Feminists want to control your language; feminists want to tell you how to talk. – George Carlin
I used to proudly identify as a feminist. But that was back when I still believed that feminism was about women empowering themselves as a category of individuals, and women supporting women. In recent years, I have become somewhat disillusioned. In recent weeks, I’ve had my disillusionment validated in a variety of ways. The most recent, and perhaps final blow came when I read this post and subsequent comments at Feministe.
The discussion is about asking why victims of domestic violence stay – a question which many people seem to think of as victim-blaming/shaming. And to some people, intent, context and/or tone are completely irrelevant. If you say the words, you are blaming the victim and enabling abusers. End of story. Get your language right.
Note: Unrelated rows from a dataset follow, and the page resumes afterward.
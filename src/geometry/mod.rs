//! # Geometry Module
//!
//! Points in the campus coordinate space.
//!
//! Coordinates are three real numbers in an arbitrary unit space. They are not
//! geographic, so distance is plain Euclidean distance.

use serde::{Deserialize, Serialize};
use std::fmt;

/// Represents a 3D coordinate in the campus space.
///
/// Serialized as a three-element array, which is how campus data files store
/// coordinates.
///
/// # Examples
///
/// ```
/// use campus_nav::Coordinate;
///
/// let a = Coordinate::new(0.0, 0.0, 0.0);
/// let b = Coordinate::new(3.0, 4.0, 12.0);
/// assert_eq!(a.euclidean_distance(b), 13.0);
/// ```
#[derive(Debug, Clone, Copy, PartialEq, Serialize, Deserialize)]
#[serde(from = "[f64; 3]", into = "[f64; 3]")]
pub struct Coordinate {
    pub x: f64,
    pub y: f64,
    pub z: f64,
}

impl Coordinate {
    /// Creates a new coordinate with the given components.
    pub fn new(x: f64, y: f64, z: f64) -> Self {
        Self { x, y, z }
    }

    /// Returns the origin (0, 0, 0).
    pub fn origin() -> Self {
        Self::new(0.0, 0.0, 0.0)
    }

    /// Calculates the straight-line distance to another coordinate.
    pub fn euclidean_distance(self, other: Coordinate) -> f64 {
        let dx = self.x - other.x;
        let dy = self.y - other.y;
        let dz = self.z - other.z;
        (dx * dx + dy * dy + dz * dz).sqrt()
    }

    /// Returns true when no component is NaN or infinite.
    pub fn is_finite(self) -> bool {
        self.x.is_finite() && self.y.is_finite() && self.z.is_finite()
    }

    /// Returns the components as an array.
    pub fn to_array(self) -> [f64; 3] {
        [self.x, self.y, self.z]
    }
}

impl From<[f64; 3]> for Coordinate {
    fn from([x, y, z]: [f64; 3]) -> Self {
        Self::new(x, y, z)
    }
}

impl From<Coordinate> for [f64; 3] {
    fn from(coordinate: Coordinate) -> Self {
        coordinate.to_array()
    }
}

impl From<(f64, f64, f64)> for Coordinate {
    fn from((x, y, z): (f64, f64, f64)) -> Self {
        Self::new(x, y, z)
    }
}

impl fmt::Display for Coordinate {
    fn fmt(&self, f: &mut fmt::Formatter<'_>) -> fmt::Result {
        write!(f, "({}, {}, {})", self.x, self.y, self.z)
    }
}
//! # Campus Catalog
//!
//! Loading and lookup of campus locations from JSON data.

use crate::{Coordinate, Location, NavError, NavResult};
use log::debug;
use serde::{Deserialize, Serialize};
use std::collections::{BTreeMap, BTreeSet};
use std::path::Path;

/// On-disk shape of a campus data file.
///
/// Other top-level sections (timings, canned directions) may be present in the
/// file and are ignored.
#[derive(Debug, Default, Serialize, Deserialize)]
struct CampusData {
    #[serde(default)]
    locations: BTreeMap<String, Location>,
}

/// Read-only collection of campus locations keyed by id.
#[derive(Debug, Clone, Default)]
pub struct CampusCatalog {
    locations: BTreeMap<String, Location>,
}

impl CampusCatalog {
    /// Builds a catalog from already constructed locations.
    ///
    /// Fails if any location has an empty name, a non-finite coordinate, or an
    /// id or display name already used by another location.
    pub fn from_locations(locations: impl IntoIterator<Item = Location>) -> NavResult<Self> {
        let mut catalog = BTreeMap::new();
        for location in locations {
            let id = location.id.clone();
            let name = location.name.clone();
            if catalog.insert(id.clone(), location).is_some() {
                return Err(NavError::DuplicateLocation { id, name });
            }
        }
        let catalog = Self { locations: catalog };
        catalog.validate()?;
        Ok(catalog)
    }

    /// Parses a campus data document.
    ///
    /// # Examples
    ///
    /// ```
    /// use campus_nav::CampusCatalog;
    ///
    /// let json = r#"{
    ///     "locations": {
    ///         "lib": { "name": "Library", "category": "academic", "coordinates": [0, 0, 0] },
    ///         "gym": { "name": "Gymnasium", "category": "sports", "coordinates": [10, 0, 0] }
    ///     }
    /// }"#;
    /// let catalog = CampusCatalog::from_json_str(json).unwrap();
    /// assert_eq!(catalog.len(), 2);
    /// assert!(catalog.location_exists("library"));
    /// ```
    pub fn from_json_str(json: &str) -> NavResult<Self> {
        let data: CampusData = serde_json::from_str(json)?;
        let locations = data
            .locations
            .into_iter()
            .map(|(id, mut location)| {
                location.id = id.clone();
                (id, location)
            })
            .collect();
        let catalog = Self { locations };
        catalog.validate()?;
        debug!("Loaded campus catalog with {} locations", catalog.len());
        Ok(catalog)
    }

    /// Reads and parses a campus data file.
    pub fn from_path(path: impl AsRef<Path>) -> NavResult<Self> {
        let path = path.as_ref();
        debug!("Reading campus data from {}", path.display());
        let json = std::fs::read_to_string(path)?;
        Self::from_json_str(&json)
    }

    /// Serializes the catalog back into the campus data document shape.
    pub fn to_json(&self) -> NavResult<String> {
        let data = CampusData {
            locations: self.locations.clone(),
        };
        serde_json::to_string_pretty(&data).map_err(NavError::from)
    }

    fn validate(&self) -> NavResult<()> {
        let mut seen: BTreeSet<&str> = BTreeSet::new();
        for (id, location) in &self.locations {
            if location.name.trim().is_empty() {
                return Err(NavError::InvalidName(location.name.clone()));
            }
            if !location.coordinates.is_finite() {
                return Err(NavError::InvalidCoordinate {
                    name: location.name.clone(),
                });
            }
            if seen.insert(location.name.as_str()) {
                continue;
            }
            return Err(NavError::DuplicateLocation {
                id: id.clone(),
                name: location.name.clone(),
            });
        }
        Ok(())
    }

    /// Number of locations in the catalog.
    pub fn len(&self) -> usize {
        self.locations.len()
    }

    /// Returns true if the catalog holds no locations.
    pub fn is_empty(&self) -> bool {
        self.locations.is_empty()
    }

    /// Gets a location by its catalog id.
    pub fn location_by_id(&self, id: &str) -> Option<&Location> {
        self.locations.get(id)
    }

    /// Gets a location by display name, ignoring case.
    pub fn location_by_name(&self, name: &str) -> Option<&Location> {
        self.locations
            .values()
            .find(|location| location.name == name)
            .or_else(|| {
                self.locations
                    .values()
                    .find(|location| location.matches_name(name))
            })
    }

    /// Checks whether a location with this display name exists, ignoring case.
    pub fn location_exists(&self, name: &str) -> bool {
        self.location_by_name(name).is_some()
    }

    /// All display names, ordered by catalog id.
    pub fn all_location_names(&self) -> Vec<&str> {
        self.locations
            .values()
            .map(|location| location.name.as_str())
            .collect()
    }

    /// All locations in a category, ignoring case.
    pub fn locations_by_category(&self, category: &str) -> Vec<&Location> {
        self.locations
            .values()
            .filter(|location| location.in_category(category))
            .collect()
    }

    /// Iterates over every location, ordered by catalog id.
    pub fn iter(&self) -> impl Iterator<Item = &Location> {
        self.locations.values()
    }

    /// Snapshot mapping display name to coordinate, the input of graph construction.
    pub fn coordinates_map(&self) -> BTreeMap<String, Coordinate> {
        self.locations
            .values()
            .map(|location| (location.name.clone(), location.coordinates))
            .collect()
    }
}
That’s not the worst of it: once you get the language wrong, there is no turning back. No explanation or apology is sufficient, and anyone who attempts to reach out to you in an attempt to create an atmosphere of safety and understanding is quickly bullied into silence with implicit threats of also being branded as an abuser-enabling victim-blamer. And who is willing to pay the eternal price for that?
Well, I guess I am. As a survivor of domestic violence myself, I’m here to say, without apology, that asking why victims of domestic violence stay is not an inherently harmful question. Context, tone and intent are completely relevant, and that doesn’t change just because feminists say so.
A few people have suggested rephrasing the question. I say let those people rephrase it. There’s nothing wrong with that, if it’s what they need to do for themselves. But if they can rephrase my question in a way that they find more appropriate or acceptable, without actually changing the question, then apparently they understood my intent to begin with.
So why all the semantics? As you probably guessed, I have a few thoughts on that as well.
Modern feminists strike me as people who (seem to) have an answer for everything. If everyone would just do as they say, we’d all be better off and the world would be a better place. Welcome to the grand illusion!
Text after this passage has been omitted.